Supplied records section start

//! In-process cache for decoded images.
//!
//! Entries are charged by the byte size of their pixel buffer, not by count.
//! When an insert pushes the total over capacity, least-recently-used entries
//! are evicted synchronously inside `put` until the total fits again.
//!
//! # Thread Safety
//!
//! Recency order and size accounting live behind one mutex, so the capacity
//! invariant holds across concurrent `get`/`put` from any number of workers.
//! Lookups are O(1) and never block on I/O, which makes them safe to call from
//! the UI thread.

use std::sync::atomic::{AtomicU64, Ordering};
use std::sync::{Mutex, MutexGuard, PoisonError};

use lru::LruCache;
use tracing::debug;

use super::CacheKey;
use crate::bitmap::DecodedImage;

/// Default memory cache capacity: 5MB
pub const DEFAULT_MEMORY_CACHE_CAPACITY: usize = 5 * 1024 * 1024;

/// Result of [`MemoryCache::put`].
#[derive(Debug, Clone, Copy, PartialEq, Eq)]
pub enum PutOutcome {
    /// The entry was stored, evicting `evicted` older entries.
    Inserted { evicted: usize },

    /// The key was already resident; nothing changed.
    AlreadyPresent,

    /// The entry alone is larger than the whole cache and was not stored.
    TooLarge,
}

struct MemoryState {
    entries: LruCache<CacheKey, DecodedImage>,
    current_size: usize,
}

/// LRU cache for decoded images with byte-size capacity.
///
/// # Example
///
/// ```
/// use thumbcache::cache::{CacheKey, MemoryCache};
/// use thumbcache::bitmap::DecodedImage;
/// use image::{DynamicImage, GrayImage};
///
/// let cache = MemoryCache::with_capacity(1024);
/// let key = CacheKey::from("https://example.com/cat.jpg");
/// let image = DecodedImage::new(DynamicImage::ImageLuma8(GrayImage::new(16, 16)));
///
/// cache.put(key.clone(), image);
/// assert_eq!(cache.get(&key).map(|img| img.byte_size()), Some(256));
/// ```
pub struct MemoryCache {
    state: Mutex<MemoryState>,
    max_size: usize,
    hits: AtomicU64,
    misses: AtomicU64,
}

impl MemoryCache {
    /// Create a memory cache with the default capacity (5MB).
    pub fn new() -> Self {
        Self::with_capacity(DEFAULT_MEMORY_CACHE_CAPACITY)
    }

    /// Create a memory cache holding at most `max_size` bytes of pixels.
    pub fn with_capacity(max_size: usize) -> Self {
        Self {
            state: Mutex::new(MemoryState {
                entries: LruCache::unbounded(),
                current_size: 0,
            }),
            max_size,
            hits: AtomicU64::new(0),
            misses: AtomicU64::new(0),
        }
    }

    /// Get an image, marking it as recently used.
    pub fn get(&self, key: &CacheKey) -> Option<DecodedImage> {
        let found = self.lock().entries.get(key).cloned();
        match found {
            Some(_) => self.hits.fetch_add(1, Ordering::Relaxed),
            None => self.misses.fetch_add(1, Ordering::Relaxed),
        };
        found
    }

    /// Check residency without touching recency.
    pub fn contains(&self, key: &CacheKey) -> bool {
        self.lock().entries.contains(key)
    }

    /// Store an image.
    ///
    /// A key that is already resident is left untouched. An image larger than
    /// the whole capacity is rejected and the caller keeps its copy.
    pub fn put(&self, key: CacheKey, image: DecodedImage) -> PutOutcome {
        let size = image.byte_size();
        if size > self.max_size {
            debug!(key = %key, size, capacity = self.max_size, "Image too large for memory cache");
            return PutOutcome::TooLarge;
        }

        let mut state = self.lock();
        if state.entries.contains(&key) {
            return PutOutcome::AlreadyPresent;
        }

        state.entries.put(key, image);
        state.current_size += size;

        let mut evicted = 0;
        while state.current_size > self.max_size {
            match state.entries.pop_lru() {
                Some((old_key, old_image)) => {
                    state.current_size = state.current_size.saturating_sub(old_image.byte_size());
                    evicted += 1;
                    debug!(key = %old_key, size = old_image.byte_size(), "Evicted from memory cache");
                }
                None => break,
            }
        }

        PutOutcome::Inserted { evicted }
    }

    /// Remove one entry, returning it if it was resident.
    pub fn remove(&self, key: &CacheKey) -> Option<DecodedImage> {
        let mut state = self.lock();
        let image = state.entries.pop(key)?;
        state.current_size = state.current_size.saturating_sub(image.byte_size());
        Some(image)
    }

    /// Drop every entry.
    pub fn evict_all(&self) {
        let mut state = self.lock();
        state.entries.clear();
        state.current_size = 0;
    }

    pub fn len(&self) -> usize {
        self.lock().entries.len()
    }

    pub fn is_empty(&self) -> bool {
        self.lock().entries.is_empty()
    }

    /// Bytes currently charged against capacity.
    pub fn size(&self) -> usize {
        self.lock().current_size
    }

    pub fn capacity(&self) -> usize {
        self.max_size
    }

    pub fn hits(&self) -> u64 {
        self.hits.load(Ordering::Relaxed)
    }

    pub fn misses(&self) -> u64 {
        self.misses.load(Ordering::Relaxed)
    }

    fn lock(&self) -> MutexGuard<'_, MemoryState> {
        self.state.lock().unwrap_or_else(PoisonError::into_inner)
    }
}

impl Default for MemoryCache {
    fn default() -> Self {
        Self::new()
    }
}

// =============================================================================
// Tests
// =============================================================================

Supplied records section end
Supplied records section start

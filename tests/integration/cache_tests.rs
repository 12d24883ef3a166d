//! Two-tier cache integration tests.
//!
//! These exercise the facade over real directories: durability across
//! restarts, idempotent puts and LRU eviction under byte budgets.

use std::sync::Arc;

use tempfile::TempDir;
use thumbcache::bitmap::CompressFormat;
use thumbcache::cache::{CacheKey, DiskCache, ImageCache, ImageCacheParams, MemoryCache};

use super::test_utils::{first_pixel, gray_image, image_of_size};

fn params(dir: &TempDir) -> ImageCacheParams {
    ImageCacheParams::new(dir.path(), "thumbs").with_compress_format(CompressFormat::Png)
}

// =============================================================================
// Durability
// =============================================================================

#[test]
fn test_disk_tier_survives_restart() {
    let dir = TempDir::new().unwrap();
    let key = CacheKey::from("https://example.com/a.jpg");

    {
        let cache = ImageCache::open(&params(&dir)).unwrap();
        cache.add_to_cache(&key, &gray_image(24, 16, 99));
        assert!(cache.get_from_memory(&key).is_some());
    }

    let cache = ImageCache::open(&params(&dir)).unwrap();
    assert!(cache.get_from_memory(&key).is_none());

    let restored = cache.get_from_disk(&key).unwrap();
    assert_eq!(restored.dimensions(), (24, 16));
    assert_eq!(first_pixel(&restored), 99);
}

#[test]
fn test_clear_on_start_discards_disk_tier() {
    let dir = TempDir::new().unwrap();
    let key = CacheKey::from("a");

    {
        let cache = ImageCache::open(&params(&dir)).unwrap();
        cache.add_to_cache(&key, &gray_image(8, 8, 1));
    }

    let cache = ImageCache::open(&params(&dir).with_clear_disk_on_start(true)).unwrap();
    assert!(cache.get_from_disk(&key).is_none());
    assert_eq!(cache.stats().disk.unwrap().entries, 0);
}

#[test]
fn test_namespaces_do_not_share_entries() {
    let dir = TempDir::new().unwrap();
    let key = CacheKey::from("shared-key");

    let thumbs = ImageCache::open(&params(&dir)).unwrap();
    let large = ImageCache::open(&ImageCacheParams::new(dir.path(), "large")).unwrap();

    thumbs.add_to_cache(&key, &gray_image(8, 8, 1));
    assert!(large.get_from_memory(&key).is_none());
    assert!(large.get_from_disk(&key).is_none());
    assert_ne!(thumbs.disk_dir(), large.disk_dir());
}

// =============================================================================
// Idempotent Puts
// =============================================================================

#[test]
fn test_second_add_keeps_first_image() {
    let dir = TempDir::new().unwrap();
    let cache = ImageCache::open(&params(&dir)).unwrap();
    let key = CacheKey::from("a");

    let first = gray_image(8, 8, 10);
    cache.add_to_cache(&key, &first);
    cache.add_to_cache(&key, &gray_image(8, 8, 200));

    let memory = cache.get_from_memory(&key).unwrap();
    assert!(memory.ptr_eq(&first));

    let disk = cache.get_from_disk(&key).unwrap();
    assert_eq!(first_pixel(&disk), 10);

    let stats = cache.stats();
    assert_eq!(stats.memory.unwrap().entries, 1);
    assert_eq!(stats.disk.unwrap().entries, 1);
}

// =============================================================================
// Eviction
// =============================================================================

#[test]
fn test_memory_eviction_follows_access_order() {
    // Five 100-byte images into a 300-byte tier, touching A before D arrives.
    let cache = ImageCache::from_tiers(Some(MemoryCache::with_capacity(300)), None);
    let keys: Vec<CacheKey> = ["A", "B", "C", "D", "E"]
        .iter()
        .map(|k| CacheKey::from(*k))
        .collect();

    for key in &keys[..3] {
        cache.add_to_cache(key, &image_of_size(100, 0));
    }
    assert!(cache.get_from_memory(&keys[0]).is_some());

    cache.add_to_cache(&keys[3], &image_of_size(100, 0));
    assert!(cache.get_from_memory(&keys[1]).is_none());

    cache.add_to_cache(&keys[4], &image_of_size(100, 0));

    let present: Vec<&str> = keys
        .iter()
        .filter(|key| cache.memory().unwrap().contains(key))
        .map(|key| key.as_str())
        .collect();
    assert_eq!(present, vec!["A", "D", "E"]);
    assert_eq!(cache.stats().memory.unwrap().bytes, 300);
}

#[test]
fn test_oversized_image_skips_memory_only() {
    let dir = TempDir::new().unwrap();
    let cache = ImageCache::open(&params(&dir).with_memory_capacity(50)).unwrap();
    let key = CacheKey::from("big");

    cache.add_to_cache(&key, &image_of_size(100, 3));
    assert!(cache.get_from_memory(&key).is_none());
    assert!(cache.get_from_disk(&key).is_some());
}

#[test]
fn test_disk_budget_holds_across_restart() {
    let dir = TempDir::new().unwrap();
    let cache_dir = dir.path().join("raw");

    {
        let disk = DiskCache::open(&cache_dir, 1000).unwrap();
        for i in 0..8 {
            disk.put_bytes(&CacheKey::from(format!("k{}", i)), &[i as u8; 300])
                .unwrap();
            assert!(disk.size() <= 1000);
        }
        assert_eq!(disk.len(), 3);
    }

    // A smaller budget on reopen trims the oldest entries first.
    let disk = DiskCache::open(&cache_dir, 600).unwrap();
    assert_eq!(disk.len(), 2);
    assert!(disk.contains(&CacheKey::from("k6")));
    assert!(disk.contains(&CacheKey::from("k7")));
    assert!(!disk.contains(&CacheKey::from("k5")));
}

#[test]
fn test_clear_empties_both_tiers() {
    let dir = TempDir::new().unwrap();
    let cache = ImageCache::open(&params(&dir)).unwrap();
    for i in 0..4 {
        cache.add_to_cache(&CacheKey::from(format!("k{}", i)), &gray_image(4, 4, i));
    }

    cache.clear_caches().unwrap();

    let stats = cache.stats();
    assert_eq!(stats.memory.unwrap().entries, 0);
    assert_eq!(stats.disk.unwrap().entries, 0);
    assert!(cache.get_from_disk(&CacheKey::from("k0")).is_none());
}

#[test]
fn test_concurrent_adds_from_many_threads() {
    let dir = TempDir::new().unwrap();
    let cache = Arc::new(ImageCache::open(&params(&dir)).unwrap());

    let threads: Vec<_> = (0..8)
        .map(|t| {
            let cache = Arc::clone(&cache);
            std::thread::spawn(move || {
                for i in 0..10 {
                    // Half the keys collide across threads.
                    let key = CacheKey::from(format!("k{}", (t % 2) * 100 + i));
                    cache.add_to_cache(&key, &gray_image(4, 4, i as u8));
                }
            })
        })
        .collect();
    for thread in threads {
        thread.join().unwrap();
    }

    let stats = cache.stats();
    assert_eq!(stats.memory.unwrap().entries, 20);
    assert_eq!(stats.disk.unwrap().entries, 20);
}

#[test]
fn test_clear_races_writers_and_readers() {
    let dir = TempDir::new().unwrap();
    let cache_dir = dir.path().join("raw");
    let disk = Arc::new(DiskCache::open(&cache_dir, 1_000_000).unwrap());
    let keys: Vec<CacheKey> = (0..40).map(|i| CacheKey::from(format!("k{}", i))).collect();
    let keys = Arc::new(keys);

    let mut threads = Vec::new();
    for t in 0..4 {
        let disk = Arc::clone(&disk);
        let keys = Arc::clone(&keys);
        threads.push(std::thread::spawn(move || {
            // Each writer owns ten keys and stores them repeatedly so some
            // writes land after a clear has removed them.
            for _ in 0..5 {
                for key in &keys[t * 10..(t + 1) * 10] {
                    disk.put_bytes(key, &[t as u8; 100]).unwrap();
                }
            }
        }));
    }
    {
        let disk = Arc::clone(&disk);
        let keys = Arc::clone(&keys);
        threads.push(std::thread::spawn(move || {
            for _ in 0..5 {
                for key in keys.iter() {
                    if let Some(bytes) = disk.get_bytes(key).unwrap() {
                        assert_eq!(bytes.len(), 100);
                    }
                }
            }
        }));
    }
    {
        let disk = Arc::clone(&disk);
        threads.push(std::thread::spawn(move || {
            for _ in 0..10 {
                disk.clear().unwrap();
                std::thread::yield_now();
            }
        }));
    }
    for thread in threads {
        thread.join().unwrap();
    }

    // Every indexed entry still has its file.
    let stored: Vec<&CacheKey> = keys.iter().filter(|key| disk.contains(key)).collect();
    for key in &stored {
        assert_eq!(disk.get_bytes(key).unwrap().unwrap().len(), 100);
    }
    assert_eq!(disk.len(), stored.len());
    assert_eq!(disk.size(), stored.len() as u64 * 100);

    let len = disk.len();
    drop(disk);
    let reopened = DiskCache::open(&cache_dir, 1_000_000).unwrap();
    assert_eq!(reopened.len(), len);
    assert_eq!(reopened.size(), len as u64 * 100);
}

Supplied records section end
Supplied records section start

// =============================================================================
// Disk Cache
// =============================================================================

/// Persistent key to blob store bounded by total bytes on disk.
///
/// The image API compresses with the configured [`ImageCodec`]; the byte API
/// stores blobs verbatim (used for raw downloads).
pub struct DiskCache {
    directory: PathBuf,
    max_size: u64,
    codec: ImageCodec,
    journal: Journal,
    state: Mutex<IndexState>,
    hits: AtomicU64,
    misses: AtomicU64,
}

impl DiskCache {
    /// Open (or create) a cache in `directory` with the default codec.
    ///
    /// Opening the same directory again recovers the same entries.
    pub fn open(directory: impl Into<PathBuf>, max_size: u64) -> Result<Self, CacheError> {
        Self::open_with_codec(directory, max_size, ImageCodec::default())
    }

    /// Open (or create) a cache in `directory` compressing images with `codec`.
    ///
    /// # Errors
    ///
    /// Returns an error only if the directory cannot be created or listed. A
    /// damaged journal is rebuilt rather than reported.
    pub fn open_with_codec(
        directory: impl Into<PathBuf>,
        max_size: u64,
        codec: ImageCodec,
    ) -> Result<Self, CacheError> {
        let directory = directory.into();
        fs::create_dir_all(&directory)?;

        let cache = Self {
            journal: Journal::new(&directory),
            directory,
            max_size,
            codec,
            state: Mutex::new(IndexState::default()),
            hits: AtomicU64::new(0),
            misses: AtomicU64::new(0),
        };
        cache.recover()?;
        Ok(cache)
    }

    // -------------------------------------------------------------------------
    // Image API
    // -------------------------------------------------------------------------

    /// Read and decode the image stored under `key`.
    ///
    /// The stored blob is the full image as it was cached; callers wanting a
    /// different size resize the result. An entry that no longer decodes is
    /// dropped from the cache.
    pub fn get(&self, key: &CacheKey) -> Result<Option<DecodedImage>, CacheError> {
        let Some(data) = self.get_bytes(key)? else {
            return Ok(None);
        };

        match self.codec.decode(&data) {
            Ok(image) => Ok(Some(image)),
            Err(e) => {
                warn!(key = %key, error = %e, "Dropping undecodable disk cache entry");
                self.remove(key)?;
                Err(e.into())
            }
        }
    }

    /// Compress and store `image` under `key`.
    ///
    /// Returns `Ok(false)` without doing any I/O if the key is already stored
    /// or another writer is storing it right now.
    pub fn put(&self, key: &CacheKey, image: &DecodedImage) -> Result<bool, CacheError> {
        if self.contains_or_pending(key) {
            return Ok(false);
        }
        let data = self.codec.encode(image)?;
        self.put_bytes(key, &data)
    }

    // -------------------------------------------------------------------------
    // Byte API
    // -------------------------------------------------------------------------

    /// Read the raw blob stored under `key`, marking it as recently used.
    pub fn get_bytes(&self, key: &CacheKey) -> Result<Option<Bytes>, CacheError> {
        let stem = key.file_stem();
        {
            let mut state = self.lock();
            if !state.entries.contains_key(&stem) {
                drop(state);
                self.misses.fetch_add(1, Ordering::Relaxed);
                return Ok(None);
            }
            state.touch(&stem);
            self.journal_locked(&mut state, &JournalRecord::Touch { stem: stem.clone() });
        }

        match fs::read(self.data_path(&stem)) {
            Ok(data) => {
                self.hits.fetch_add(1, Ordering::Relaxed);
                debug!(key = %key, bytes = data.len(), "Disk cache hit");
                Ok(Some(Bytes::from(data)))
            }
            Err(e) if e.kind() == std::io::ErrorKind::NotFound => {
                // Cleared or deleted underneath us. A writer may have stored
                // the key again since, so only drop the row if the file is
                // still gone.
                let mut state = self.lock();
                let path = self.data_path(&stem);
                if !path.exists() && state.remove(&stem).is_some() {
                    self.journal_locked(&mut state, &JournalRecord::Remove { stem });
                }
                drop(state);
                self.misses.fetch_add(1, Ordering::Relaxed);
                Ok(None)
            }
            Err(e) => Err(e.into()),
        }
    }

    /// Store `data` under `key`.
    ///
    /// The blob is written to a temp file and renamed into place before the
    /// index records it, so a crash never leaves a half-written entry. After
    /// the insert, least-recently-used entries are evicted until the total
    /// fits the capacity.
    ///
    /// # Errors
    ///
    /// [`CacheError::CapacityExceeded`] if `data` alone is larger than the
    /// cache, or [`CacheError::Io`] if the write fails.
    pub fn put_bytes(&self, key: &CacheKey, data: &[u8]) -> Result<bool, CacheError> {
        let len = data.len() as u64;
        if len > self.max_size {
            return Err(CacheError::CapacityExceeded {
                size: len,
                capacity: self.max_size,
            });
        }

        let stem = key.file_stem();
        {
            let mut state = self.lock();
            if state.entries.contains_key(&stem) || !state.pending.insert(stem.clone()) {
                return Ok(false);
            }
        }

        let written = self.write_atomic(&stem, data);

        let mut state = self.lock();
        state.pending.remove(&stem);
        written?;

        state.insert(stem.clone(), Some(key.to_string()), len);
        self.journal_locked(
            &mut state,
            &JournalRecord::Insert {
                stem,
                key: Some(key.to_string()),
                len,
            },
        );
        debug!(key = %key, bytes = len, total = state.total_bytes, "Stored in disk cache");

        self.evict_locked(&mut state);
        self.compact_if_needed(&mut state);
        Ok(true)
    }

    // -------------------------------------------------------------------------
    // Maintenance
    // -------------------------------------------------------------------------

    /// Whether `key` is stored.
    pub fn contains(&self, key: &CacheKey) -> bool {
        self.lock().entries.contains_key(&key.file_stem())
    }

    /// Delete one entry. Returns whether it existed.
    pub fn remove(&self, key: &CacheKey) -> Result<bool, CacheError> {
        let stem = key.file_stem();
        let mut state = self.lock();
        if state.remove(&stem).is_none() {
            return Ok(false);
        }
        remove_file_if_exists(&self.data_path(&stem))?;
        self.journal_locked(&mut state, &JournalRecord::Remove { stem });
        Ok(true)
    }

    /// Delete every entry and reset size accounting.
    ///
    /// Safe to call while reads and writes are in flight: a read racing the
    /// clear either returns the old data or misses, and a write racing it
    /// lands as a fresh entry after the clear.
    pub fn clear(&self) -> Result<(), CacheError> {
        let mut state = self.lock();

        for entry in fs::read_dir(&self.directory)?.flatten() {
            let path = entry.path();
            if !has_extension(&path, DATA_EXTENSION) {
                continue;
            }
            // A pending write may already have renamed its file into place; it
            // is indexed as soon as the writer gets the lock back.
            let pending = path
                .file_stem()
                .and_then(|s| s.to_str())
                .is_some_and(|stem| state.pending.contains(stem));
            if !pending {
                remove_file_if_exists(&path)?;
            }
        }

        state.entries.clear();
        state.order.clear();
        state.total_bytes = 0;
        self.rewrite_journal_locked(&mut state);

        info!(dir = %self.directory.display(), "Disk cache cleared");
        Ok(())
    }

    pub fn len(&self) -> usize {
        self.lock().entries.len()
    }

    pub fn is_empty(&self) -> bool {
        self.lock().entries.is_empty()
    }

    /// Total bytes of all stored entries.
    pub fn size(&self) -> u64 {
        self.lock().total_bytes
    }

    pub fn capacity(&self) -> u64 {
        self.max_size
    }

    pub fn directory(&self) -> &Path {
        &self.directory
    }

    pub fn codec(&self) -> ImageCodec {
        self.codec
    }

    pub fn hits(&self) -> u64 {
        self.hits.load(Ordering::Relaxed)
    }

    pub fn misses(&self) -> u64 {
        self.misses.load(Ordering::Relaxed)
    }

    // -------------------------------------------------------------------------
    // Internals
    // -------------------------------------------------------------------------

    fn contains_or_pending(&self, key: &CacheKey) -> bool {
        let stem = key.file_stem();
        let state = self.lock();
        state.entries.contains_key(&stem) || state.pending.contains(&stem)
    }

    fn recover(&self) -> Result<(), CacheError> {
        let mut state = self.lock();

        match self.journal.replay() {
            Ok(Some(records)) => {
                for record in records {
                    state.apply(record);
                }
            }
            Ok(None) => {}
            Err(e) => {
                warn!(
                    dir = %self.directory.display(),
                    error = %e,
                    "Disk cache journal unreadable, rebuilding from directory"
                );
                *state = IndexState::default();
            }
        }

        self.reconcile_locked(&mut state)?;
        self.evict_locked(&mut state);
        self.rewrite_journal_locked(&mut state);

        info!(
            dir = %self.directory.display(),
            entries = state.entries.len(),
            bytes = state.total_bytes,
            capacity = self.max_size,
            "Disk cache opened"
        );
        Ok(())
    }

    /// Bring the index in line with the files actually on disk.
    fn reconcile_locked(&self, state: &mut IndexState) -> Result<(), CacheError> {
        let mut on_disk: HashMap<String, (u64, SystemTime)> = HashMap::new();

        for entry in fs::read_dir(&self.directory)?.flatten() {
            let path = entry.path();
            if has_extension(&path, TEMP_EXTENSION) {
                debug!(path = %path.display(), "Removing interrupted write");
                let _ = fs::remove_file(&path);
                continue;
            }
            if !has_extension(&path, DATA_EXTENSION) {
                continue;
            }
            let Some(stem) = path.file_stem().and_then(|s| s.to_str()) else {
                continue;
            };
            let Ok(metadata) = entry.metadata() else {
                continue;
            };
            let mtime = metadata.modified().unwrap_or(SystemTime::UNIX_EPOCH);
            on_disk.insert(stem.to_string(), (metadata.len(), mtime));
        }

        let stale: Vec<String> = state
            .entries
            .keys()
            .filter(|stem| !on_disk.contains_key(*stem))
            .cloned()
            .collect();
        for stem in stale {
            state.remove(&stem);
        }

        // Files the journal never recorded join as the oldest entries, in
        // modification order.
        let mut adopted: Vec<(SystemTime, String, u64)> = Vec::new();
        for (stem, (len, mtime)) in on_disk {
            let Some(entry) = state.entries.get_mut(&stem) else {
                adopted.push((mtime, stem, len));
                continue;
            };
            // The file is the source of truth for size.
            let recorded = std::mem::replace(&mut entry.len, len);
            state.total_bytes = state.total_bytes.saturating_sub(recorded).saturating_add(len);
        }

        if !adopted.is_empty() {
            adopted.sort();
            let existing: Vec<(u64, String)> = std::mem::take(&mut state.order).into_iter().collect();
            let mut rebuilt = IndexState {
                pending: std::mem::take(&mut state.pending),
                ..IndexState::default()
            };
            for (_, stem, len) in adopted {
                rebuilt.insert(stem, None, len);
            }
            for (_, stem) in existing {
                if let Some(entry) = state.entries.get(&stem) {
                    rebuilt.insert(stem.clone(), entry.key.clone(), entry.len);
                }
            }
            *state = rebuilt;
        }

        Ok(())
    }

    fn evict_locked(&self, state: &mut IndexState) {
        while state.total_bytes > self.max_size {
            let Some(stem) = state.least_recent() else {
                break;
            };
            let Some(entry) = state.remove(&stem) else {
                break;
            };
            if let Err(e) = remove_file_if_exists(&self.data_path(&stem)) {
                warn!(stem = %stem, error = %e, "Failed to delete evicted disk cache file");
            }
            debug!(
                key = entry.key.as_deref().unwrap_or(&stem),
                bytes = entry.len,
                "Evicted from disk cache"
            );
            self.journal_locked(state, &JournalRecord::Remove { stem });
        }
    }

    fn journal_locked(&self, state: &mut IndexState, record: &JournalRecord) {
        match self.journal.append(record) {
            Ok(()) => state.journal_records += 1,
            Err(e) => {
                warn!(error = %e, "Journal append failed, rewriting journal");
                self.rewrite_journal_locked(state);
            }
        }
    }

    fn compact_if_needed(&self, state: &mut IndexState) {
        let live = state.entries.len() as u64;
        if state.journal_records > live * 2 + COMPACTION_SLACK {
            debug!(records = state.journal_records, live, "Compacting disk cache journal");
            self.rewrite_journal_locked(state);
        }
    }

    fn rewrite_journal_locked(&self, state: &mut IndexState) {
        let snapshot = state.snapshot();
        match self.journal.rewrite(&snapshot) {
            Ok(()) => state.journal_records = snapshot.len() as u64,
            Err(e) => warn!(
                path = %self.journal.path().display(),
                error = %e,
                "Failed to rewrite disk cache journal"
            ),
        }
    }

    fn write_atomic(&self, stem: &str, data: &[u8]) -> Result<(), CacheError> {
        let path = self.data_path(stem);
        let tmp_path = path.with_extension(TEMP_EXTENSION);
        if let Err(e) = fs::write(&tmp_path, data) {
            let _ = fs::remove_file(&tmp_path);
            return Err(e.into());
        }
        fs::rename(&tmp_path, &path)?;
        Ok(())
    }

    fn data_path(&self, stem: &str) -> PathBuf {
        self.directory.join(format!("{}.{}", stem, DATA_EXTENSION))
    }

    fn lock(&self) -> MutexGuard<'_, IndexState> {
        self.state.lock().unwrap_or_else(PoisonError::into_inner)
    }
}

Supplied records section end

(The problem): Check each line above for the string "while" and show the ones that have it.

(Response to the task):
        while state.current_size > self.max_size {
    /// Safe to call while reads and writes are in flight: a read racing the
        while state.total_bytes > self.max_size {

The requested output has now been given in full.